--- Supplied data Enclosed Below ---
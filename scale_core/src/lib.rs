#![cfg_attr(all(not(debug_assertions), not(test)), deny(warnings))]
#![cfg_attr(
    all(not(debug_assertions), not(test)),
    deny(clippy::all, clippy::pedantic, clippy::nursery)
)]
#![allow(
    clippy::module_name_repetitions,
    clippy::missing_errors_doc,
    clippy::cast_precision_loss,
    clippy::cast_possible_truncation
)]
#![cfg_attr(not(test), deny(clippy::unwrap_used, clippy::expect_used))]
//! Core weighing logic (hardware-agnostic).
//!
//! All peripheral access goes through the `scale_traits::SampleSource` and
//! `scale_traits::Buzzer` traits; time comes from a shared `Clock`.
//!
//! ## Architecture
//!
//! - **Time base**: wrap-safe millisecond counter and interval helper (`clock`)
//! - **Filtering**: fixed-size moving average over raw counts (`window`)
//! - **Calibration**: zero point, tare and grams-per-count (`calibration`)
//! - **Pipeline**: converter → window → grams (`sensor`)
//! - **State machine**: measuring, overweight alarm, standby (`core`)
//! - **Keys**: channel map and dispatch to a `KeyHandler` (`router`)

pub mod builder;
pub mod calibration;
pub mod clock;
pub mod config;
pub mod conversions;
pub mod core;
pub mod error;
pub mod hw_error;
pub mod mocks;
pub mod router;
pub mod sensor;
pub mod state;
pub mod window;

pub use builder::{ScaleBuilder, build_scale};
pub use calibration::CalibrationRecord;
pub use clock::{DEFAULT_TIMER_PERIOD_US, Interval, SystemTimer};
pub use config::{ScaleCfg, SensorCfg, Tone, ToneCfg};
pub use crate::core::ScaleCore;
pub use error::{BuildError, Report, Result, ScaleError};
pub use router::{KeyMap, KeyRouter};
pub use sensor::WeightSensor;
pub use state::{OverweightMode, ScaleState, ScreenState};
pub use window::{DEFAULT_WINDOW, SampleWindow};
//! Operating state of the scale, read by display and alarm collaborators.

#[derive(Debug, Clone, Copy, PartialEq, Eq, Default)]
pub enum ScreenState {
    /// Showing weight and status.
    #[default]
    Active,
    /// Blank or minimal standby screen after the inactivity timeout.
    Standby,
}

#[derive(Debug, Clone, Copy, PartialEq, Eq, Default)]
pub enum OverweightMode {
    /// Poll weight on a fixed cadence and alarm while over the limit.
    #[default]
    RealTime,
    /// Check only when Tare or Measure is pressed and block the key if over.
    KeyCheck,
}

/// Single shared view of the scale's mode.
///
/// `current_weight_g` is 0 whenever `is_measuring` is false.
#[derive(Debug, Clone, PartialEq, Default)]
pub struct ScaleState {
    pub is_measuring: bool,
    pub current_weight_g: f32,
    pub screen: ScreenState,
    pub overweight_mode: OverweightMode,
    /// Whether the continuous overweight alarm is sounding.
    pub alarm_active: bool,
    /// Millisecond timestamp of the last key press or significant weight change.
    pub last_activity_ms: u32,
    /// Millisecond timestamp of the last real-time overweight poll.
    pub last_overweight_check_ms: u32,
}

impl ScaleState {
    pub fn new(overweight_mode: OverweightMode, now_ms: u32) -> Self {
        Self {
            overweight_mode,
            last_activity_ms: now_ms,
            last_overweight_check_ms: now_ms,
            ..Self::default()
        }
    }
}
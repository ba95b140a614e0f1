//! Fixed-capacity sliding window with an O(1) running mean.
//!
//! Samples live in an inline `[u16; N]` ring addressed by a write cursor.
//! The running sum is kept in a `u64`, wide enough for `N * u16::MAX` for
//! any window that fits in memory.

/// Window length used by the scale unless overridden at build time.
pub const DEFAULT_WINDOW: usize = 1024;

#[derive(Debug, Clone)]
pub struct SampleWindow<const N: usize> {
    buf: [u16; N],
    write_index: usize,
    running_sum: u64,
    filled: bool,
}

impl<const N: usize> Default for SampleWindow<N> {
    fn default() -> Self {
        Self::new()
    }
}

impl<const N: usize> SampleWindow<N> {
    pub const CAPACITY: usize = N;

    pub fn new() -> Self {
        const { assert!(N > 0, "sample window capacity must be > 0") };
        Self {
            buf: [0; N],
            write_index: 0,
            running_sum: 0,
            filled: false,
        }
    }

    /// Drop all samples.
    pub fn reset(&mut self) {
        self.buf = [0; N];
        self.write_index = 0;
        self.running_sum = 0;
        self.filled = false;
    }

    /// Fold in one sample and return the mean of the valid entries.
    pub fn push(&mut self, sample: u16) -> u32 {
        if self.filled {
            self.running_sum -= u64::from(self.buf[self.write_index]);
        }
        self.running_sum += u64::from(sample);
        self.buf[self.write_index] = sample;
        self.write_index += 1;
        if self.write_index == N {
            self.write_index = 0;
            self.filled = true;
        }
        self.average()
    }

    /// Mean of the valid entries (truncating); 0 when empty.
    pub fn average(&self) -> u32 {
        let len = self.len() as u64;
        if len == 0 {
            return 0;
        }
        // mean of u16 values always fits in u32
        (self.running_sum / len) as u32
    }

    /// Number of valid entries: the samples fed so far, capped at `N`.
    pub fn len(&self) -> usize {
        if self.filled { N } else { self.write_index }
    }

    pub fn is_empty(&self) -> bool {
        self.len() == 0
    }

    pub fn is_filled(&self) -> bool {
        self.filled
    }

    pub fn write_index(&self) -> usize {
        self.write_index
    }

    pub fn running_sum(&self) -> u64 {
        self.running_sum
    }
}
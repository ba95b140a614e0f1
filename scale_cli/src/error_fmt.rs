//! Human-readable error descriptions and structured JSON error formatting.

use scale_core::error::{BuildError, ScaleError};

/// Map an eyre::Report to a human-readable explanation with likely causes and fix hints.
pub fn humanize(err: &eyre::Report) -> String {
    // Typed matches first
    if let Some(be) = err.downcast_ref::<BuildError>() {
        return match be {
            BuildError::MissingSource => {
                "What happened: No sample source was provided to the scale.\nLikely causes: The converter failed to initialize or was not wired into the builder.\nHow to fix: Ensure the ADC is created successfully and passed via with_source(...).".to_string()
            }
            BuildError::MissingBuzzer => {
                "What happened: No buzzer was provided to the scale.\nLikely causes: The PWM output failed to initialize or was not wired into the builder.\nHow to fix: Ensure the buzzer is created successfully and passed via with_buzzer(...).".to_string()
            }
            BuildError::InvalidConfig(msg) => format!(
                "What happened: Invalid configuration ({msg}).\nLikely causes: Missing or out-of-range values in the TOML.\nHow to fix: Edit the config file, then rerun. See etc/scale_config.toml for a sample."
            ),
        };
    }

    if let Some(se) = err.downcast_ref::<ScaleError>() {
        return match se {
            ScaleError::ZeroReferenceWeight => {
                "What happened: Calibration needs a reference weight above 0 g.\nLikely causes: --known-grams was 0.\nHow to fix: Pass the mass of the calibration weight, e.g. `scale calibrate --known-grams 500`.".to_string()
            }
            ScaleError::NoLoadApplied { count, zero_point } => format!(
                "What happened: Calibration saw no load (count {count}, zero point {zero_point}).\nLikely causes: The reference weight was not on the platform, or zeroing ran with a load on it.\nHow to fix: Empty the platform, zero again, then place the reference weight and retry."
            ),
            ScaleError::Peripheral(msg) | ScaleError::PeripheralFault(msg) => format!(
                "What happened: Peripheral error ({msg}).\nLikely causes: Buzzer or converter not responding.\nHow to fix: Re-run with --log-level=debug or set RUST_LOG for more detail."
            ),
        };
    }

    // String-based heuristics for errors coming from config loading
    let msg = err.to_string();
    let lower = msg.to_ascii_lowercase();

    if lower.starts_with("read config") {
        return format!(
            "What happened: Could not read the config file.\nLikely causes: Wrong --config path or missing permissions.\nHow to fix: Check the path and rerun. Original: {msg}"
        );
    }

    if lower.starts_with("parse config") {
        return format!(
            "What happened: The config file is not valid TOML for this scale.\nLikely causes: A typo, a wrong value type, or an unknown overweight_mode.\nHow to fix: Compare with etc/scale_config.toml. Original: {msg}"
        );
    }

    if lower.starts_with("calibration:") {
        return format!(
            "What happened: The reference weight is outside the converter's range.\nLikely causes: --known-grams heavier than the platform's full scale.\nHow to fix: Calibrate with a lighter reference weight. Original: {msg}"
        );
    }

    if ["sensor.", "scale.", "timer.", "tones.", "keys:", "logging."]
        .iter()
        .any(|p| lower.starts_with(p))
    {
        return format!(
            "What happened: Configuration is invalid ({msg}).\nLikely causes: Out-of-range values or duplicate key channels.\nHow to fix: Edit the TOML config and try again."
        );
    }

    // Generic fallback
    let mut cause = String::new();
    if let Some(src) = err.source() {
        cause = format!(" Cause: {src}");
    }
    format!(
        "Something went wrong.{cause}\nHow to fix: Re-run with --log-level=debug for details. Original: {msg}"
    )
}

/// Stable exit codes: 3 calibration rejected, 4 peripheral, 5 build, 1 anything else.
pub fn exit_code_for_error(err: &eyre::Report) -> i32 {
    if let Some(se) = err.downcast_ref::<ScaleError>() {
        return match se {
            ScaleError::ZeroReferenceWeight | ScaleError::NoLoadApplied { .. } => 3,
            ScaleError::Peripheral(_) | ScaleError::PeripheralFault(_) => 4,
        };
    }
    if err.downcast_ref::<BuildError>().is_some() {
        return 5;
    }
    1
}

fn reason_name(err: &eyre::Report) -> &'static str {
    if let Some(se) = err.downcast_ref::<ScaleError>() {
        return match se {
            ScaleError::ZeroReferenceWeight => "ZeroReferenceWeight",
            ScaleError::NoLoadApplied { .. } => "NoLoadApplied",
            ScaleError::Peripheral(_) => "Peripheral",
            ScaleError::PeripheralFault(_) => "PeripheralFault",
        };
    }
    if err.downcast_ref::<BuildError>().is_some() {
        return "Build";
    }
    "Error"
}

/// Structured JSON for errors when --json is enabled.
pub fn format_error_json(err: &eyre::Report) -> String {
    use serde_json::json;

    if let Some(ScaleError::NoLoadApplied { count, zero_point }) = err.downcast_ref::<ScaleError>()
    {
        return json!({
            "reason": reason_name(err),
            "details": { "count": count, "zero_point": zero_point },
            "message": humanize(err),
        })
        .to_string();
    }

    json!({ "reason": reason_name(err), "message": humanize(err) }).to_string()
}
--- End of Enclosed Supplied data ---
**What the exercise asks**
Your reply should contain only the number of lines in the entries above with the word "successfully".

**Exercise answer**
2